第96話十勇士 壱ノ試
「始め!」
才造の号令で小助は片足を前に踏み出すが、夜影は両手を前に付く。
小助がもう片足を立てるのとほぼ同時に夜影は両足を開き両爪先を床に付ける。
まるで獣の構えである。
小助の目が夜影を観察するのを妨害するが如く夜影は床を蹴り両手で前に身を押し出し前進、小助の方へ急接近する。
両手が最後床を離れるのだから、その手で攻撃へ転じるには遅い。
小助は両腕でその突進を防ごうとしたが夜影は両手のその押し出す力で一回転、両足で勢いよくその腕目掛け飛び蹴りを食らわせる。
反動を利用し逆一回転で戻り着地し、夜影は目を細める。
素早い判断と防御ではあったが、夜影の蹴り一つで後方へ退かされた小助は痺れる痛みを腕に抱えながらも観察を続けた。
夜影は小助の観察眼を信用、また信頼はしているがそれはあくまでも己以外の対象に関してであって己を対象にした観察眼に関してはまだまだだと思っている。
というのも、小助の目を騙すのは確かに他の十勇士でも容易でない。
いや、不可能に近い。
だが夜影の偽りを見抜くまでとは至らないようで、鍛錬に付き合わせればそれはもう浮き出てよく見える。

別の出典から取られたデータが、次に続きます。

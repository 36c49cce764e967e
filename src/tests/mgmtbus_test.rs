use std::{
    collections::BTreeMap,
    sync::{Arc, Mutex},
    time::Duration,
};

use async_trait::async_trait;
use serde_json::{Value, json};

use crate::{
    clock::MockClock,
    config::MineMeldConfig,
    fabric::{Fabric, FabricConfig, transports::inmem::InMemHub},
    mgmtbus::{
        MASTER_ADDRESS, ManagedNode, MgmtbusError, NodeState, NodeStateInfo,
        master::{InitOutcome, Master, MasterConfig},
        metrics::MemoryCollector,
        slave::SlaveHub,
    },
    planner::Action,
    tests::{init_tracing, wait_until},
};

struct TestNode {
    info: Mutex<NodeStateInfo>,
    commands: Mutex<Vec<String>>,
    broken: bool,
    ignores_checkpoint: bool,
}

impl TestNode {
    fn new(checkpoint: Option<&str>, is_source: bool) -> Arc<Self> {
        Arc::new(Self {
            info: Mutex::new(NodeStateInfo {
                checkpoint: checkpoint.map(str::to_string),
                is_source,
                state: NodeState::Started,
                length: 10,
                statistics: BTreeMap::from([("added".to_string(), 4)]),
                inputs: Vec::new(),
            }),
            commands: Mutex::new(Vec::new()),
            broken: false,
            ignores_checkpoint: false,
        })
    }

    fn ignoring_checkpoints() -> Arc<Self> {
        Arc::new(Self {
            ignores_checkpoint: true,
            ..Arc::into_inner(Self::new(None, false)).unwrap()
        })
    }

    fn broken() -> Arc<Self> {
        Arc::new(Self {
            info: Mutex::new(NodeStateInfo::default()),
            commands: Mutex::new(Vec::new()),
            broken: true,
            ignores_checkpoint: false,
        })
    }

    fn commands(&self) -> Vec<String> {
        self.commands.lock().unwrap().clone()
    }

    fn checkpoint(&self) -> Option<String> {
        self.info.lock().unwrap().checkpoint.clone()
    }

    fn record(&self, command: &str) -> Result<(), String> {
        self.commands.lock().unwrap().push(command.to_string());
        Ok(())
    }
}

#[async_trait]
impl ManagedNode for TestNode {
    async fn state_info(&self) -> Result<NodeStateInfo, String> {
        if self.broken {
            return Err("state unavailable".into());
        }
        Ok(self.info.lock().unwrap().clone())
    }

    async fn initialize(&self) -> Result<(), String> {
        self.record("initialize")
    }

    async fn rebuild(&self) -> Result<(), String> {
        self.record("rebuild")
    }

    async fn reset(&self) -> Result<(), String> {
        self.record("reset")
    }

    async fn status(&self) -> Result<NodeStateInfo, String> {
        Ok(self.info.lock().unwrap().clone())
    }

    async fn checkpoint(&self, value: String) -> Result<(), String> {
        if !self.ignores_checkpoint {
            self.info.lock().unwrap().checkpoint = Some(value);
        }
        self.record("checkpoint")
    }

    async fn hup(&self) -> Result<(), String> {
        self.record("hup")
    }
}

/// a (miner) -> b (processor) -> c (output)
fn chain_config(newconfig: bool) -> MineMeldConfig {
    let mut cfg = MineMeldConfig::from_json(
        r#"{
            "nodes": {
                "a": {"inputs": [], "class": "Miner"},
                "b": {"inputs": ["a"], "class": "Aggregator"},
                "c": {"inputs": ["b"], "output": false, "class": "Output"}
            }
        }"#,
    )
    .unwrap();
    cfg.newconfig = newconfig;
    cfg
}

fn fast() -> MasterConfig {
    MasterConfig {
        status_interval: Duration::from_secs(1),
        state_info_timeout: Duration::from_secs(1),
        checkpoint_timeout: Duration::from_secs(1),
        checkpoint_poll_timeout: Duration::from_secs(1),
        status_timeout: Duration::from_secs(1),
        retry_interval: Duration::from_millis(100),
        checkpoint_max_tries: 3,
        checkpoint_backoff: Duration::from_millis(100),
        ..MasterConfig::default()
    }
}

struct Bus {
    master: Arc<Master>,
    master_fabric: Arc<Fabric>,
    collector: Arc<MemoryCollector>,
    clock: Arc<MockClock>,
    _slaves: Arc<Fabric>,
}

async fn bus(config: MineMeldConfig, nodes: &[(&str, Arc<TestNode>)]) -> Bus {
    init_tracing();
    let hub = InMemHub::new();
    let slaves = Fabric::new(hub.clone(), hub.clone(), FabricConfig::default());
    let hub_slaves = SlaveHub::new(slaves.clone());
    for (name, node) in nodes {
        hub_slaves.register(name, node.clone()).await.unwrap();
    }
    slaves.start().await.unwrap();

    let master_fabric = Fabric::new(hub.clone(), hub.clone(), FabricConfig::default());
    let collector = MemoryCollector::new();
    let clock = Arc::new(MockClock::new(1_000));
    let master = Master::new(
        master_fabric.clone(),
        config,
        fast(),
        collector.clone(),
        clock.clone(),
    )
    .await
    .unwrap();
    master_fabric.start().await.unwrap();
    Bus {
        master,
        master_fabric,
        collector,
        clock,
        _slaves: slaves,
    }
}

async fn all_received(nodes: &[&Arc<TestNode>], command: &str) {
    wait_until(Duration::from_secs(2), || {
        nodes.iter().all(|n| n.commands().iter().any(|c| c == command))
    })
    .await;
}

#[tokio::test]
async fn new_config_rebuilds_without_asking() {
    let (a, b, c) = (TestNode::broken(), TestNode::broken(), TestNode::broken());
    let bus = bus(chain_config(true), &[("a", a.clone()), ("b", b.clone()), ("c", c.clone())]).await;

    assert_eq!(bus.master.init_graph().await.unwrap(), InitOutcome::Rebuild);
    all_received(&[&a, &b, &c], "rebuild").await;
}

#[tokio::test]
async fn shared_checkpoint_initializes() {
    let (a, b, c) = (
        TestNode::new(Some("ck1"), true),
        TestNode::new(Some("ck1"), false),
        TestNode::new(Some("ck1"), false),
    );
    let bus = bus(chain_config(false), &[("a", a.clone()), ("b", b.clone()), ("c", c.clone())]).await;

    assert_eq!(bus.master.init_graph().await.unwrap(), InitOutcome::Initialize);
    all_received(&[&a, &b, &c], "initialize").await;
}

#[tokio::test]
async fn source_checkpoint_rebuilds() {
    let (a, b, c) = (
        TestNode::new(Some("ck1"), true),
        TestNode::new(Some("ck0"), false),
        TestNode::new(None, false),
    );
    let bus = bus(chain_config(false), &[("a", a.clone()), ("b", b.clone()), ("c", c.clone())]).await;

    assert_eq!(bus.master.init_graph().await.unwrap(), InitOutcome::Rebuild);
    all_received(&[&a, &b, &c], "rebuild").await;
}

#[tokio::test]
async fn no_usable_checkpoint_resets() {
    let (a, b, c) = (
        TestNode::new(None, true),
        TestNode::new(Some("ck1"), false),
        TestNode::new(Some("ck1"), false),
    );
    let bus = bus(chain_config(false), &[("a", a.clone()), ("b", b.clone()), ("c", c.clone())]).await;

    assert_eq!(bus.master.init_graph().await.unwrap(), InitOutcome::Reset);
    all_received(&[&a, &b, &c], "reset").await;
}

#[tokio::test(start_paused = true)]
async fn silent_node_times_out_into_reset() {
    let (a, b) = (TestNode::new(Some("ck1"), true), TestNode::new(Some("ck1"), false));
    // c never joins the bus
    let bus = bus(chain_config(false), &[("a", a.clone()), ("b", b.clone())]).await;

    assert_eq!(bus.master.init_graph().await.unwrap(), InitOutcome::Reset);
    all_received(&[&a, &b], "reset").await;
}

#[tokio::test]
async fn node_errors_are_fatal_for_init() {
    let (a, b, c) = (
        TestNode::new(Some("ck1"), true),
        TestNode::broken(),
        TestNode::new(Some("ck1"), false),
    );
    let bus = bus(chain_config(false), &[("a", a.clone()), ("b", b.clone()), ("c", c.clone())]).await;

    assert_eq!(
        bus.master.init_graph().await.unwrap_err(),
        MgmtbusError::NodesReportedErrors(1)
    );
    assert!(a.commands().is_empty());
}

#[tokio::test]
async fn planned_init_sends_each_node_its_action() {
    let (a, b, c) = (
        TestNode::new(Some("ck1"), true),
        TestNode::new(Some("ck1"), false),
        TestNode::new(Some("ck1"), false),
    );
    let mut config = chain_config(false);
    config.compute_changes(Some(&chain_config(false)));
    let bus = bus(config, &[("a", a.clone()), ("b", b.clone()), ("c", c.clone())]).await;

    let plan = bus.master.init_graph_planned().await.unwrap();
    assert_eq!(plan.len(), 3);
    assert!(plan.values().all(|a| *a == Action::Initialize));
    all_received(&[&a, &b, &c], "initialize").await;
}

#[tokio::test(start_paused = true)]
async fn checkpoint_converges_on_one_token() {
    let (a, b, c) = (
        TestNode::new(None, true),
        TestNode::new(None, false),
        TestNode::new(None, false),
    );
    let bus = bus(chain_config(false), &[("a", a.clone()), ("b", b.clone()), ("c", c.clone())]).await;

    assert!(bus.master.checkpoint_graph().await);
    let token = a.checkpoint().unwrap();
    assert_eq!(b.checkpoint().as_deref(), Some(token.as_str()));
    assert_eq!(c.checkpoint().as_deref(), Some(token.as_str()));
    assert!(uuid::Uuid::parse_str(&token).is_ok());
}

#[tokio::test(start_paused = true)]
async fn checkpoint_gives_up_after_configured_tries() {
    let (a, b, c) = (
        TestNode::new(None, true),
        TestNode::ignoring_checkpoints(),
        TestNode::new(None, false),
    );
    let bus = bus(chain_config(false), &[("a", a.clone()), ("b", b.clone()), ("c", c.clone())]).await;

    let started = tokio::time::Instant::now();
    assert!(!bus.master.checkpoint_graph().await);
    assert!(b.commands().iter().any(|c| c == "checkpoint"));
    assert_eq!(b.checkpoint(), None);
    // Three polls, each followed by the backoff.
    assert!(started.elapsed() >= fast().checkpoint_backoff * 3);
    assert!(a.checkpoint().is_some());
}

#[tokio::test(start_paused = true)]
async fn status_monitor_stores_status_and_emits_metrics() {
    let (a, b, c) = (
        TestNode::new(None, true),
        TestNode::new(None, false),
        TestNode::new(None, false),
    );
    let bus = bus(chain_config(false), &[("a", a.clone()), ("b", b.clone()), ("c", c.clone())]).await;

    bus.master.start_status_monitor();
    tokio::time::sleep(Duration::from_millis(1500)).await;
    let master = bus.master.clone();
    wait_until(Duration::from_secs(5), || master.graph_status().len() == 3).await;
    bus.master.stop_status_monitor();

    assert_eq!(bus.collector.value_of("minemeld.a.added"), Some(4));
    assert_eq!(bus.collector.value_of("minemeld.b.length"), Some(10));
    assert!(bus.collector.samples().iter().all(|s| s.timestamp == 1_000));

    bus.clock.advance(500);
    bus.master.poll_status_once().await.unwrap();
    assert!(bus.collector.samples().iter().any(|s| s.timestamp == 1_500));

    let status: Value = bus
        .master_fabric
        .send_rpc(MASTER_ADDRESS, "status", json!({}), true, Some(Duration::from_secs(1)))
        .await
        .unwrap()
        .unwrap();
    assert_eq!(status["c"]["state"], "STARTED");
}

#[tokio::test]
async fn hup_goes_to_one_node() {
    let (a, b) = (TestNode::new(None, true), TestNode::new(None, false));
    let bus = bus(chain_config(false), &[("a", a.clone()), ("b", b.clone())]).await;

    bus.master.hup_node("b").await.unwrap();
    all_received(&[&b], "hup").await;
    assert!(a.commands().is_empty());
}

印の場所も特定出来るだろう、印の違いくらいは見分けられるだろうが、問題はそこじゃない。
奪わなければ意味が無い。
審査で昇給を許してやれるくらいには、奪うことにもその観察眼を生かさなければならない。
小助もそれは理解している。
「それか!」
夜影へ飛びかかり、手を伸ばすのではなく忍刀を晒した。
夜影がそれに大型手裏剣で応え防ぐ。
鞘を使ってでも、やはり両とも防がれる。
小助の速い印判断に、夜影は口角を上げた。
刃の攻防戦と化し、小助は隙を見つけて手を伸ばすが、夜影はそれを寸でで避ける。
音と共に強く前へ足を踏み出して大型手裏剣が小助に迫ればそれを見切って寸でで避け夜影へ突進する。
夜影は大型手裏剣の鎖を引き、小助の背後を追わせる。
刃を防ぎ、鞘が夜影へ振られるのに避けることは不可能。
夜影は迷いなく鞘を噛んで止め、大型手裏剣で小助の背を斬った。
勿論、傷は浅い。
そうでなければいけないのだから。
夜影は印を取り出し、縦に折った。
「止め。」
夜影がそれを折れば終わりの合図である。
小助は項垂れる。
結構惜しいとこまで潜り込んだつもりだったのだが、背に傷を負ってしまえば。
「小助、あんたの甘さは己で理解してるね?」
頷く小助に夜影は短く息を吐いた。
忍は、生きて情報を持ち帰らなければならない。
生きて、帰らなければならない。
戦闘に陥ったのだとしても、無理をしてはいけない。
物欲しさに手を無理に伸ばせば、失うものが大きい。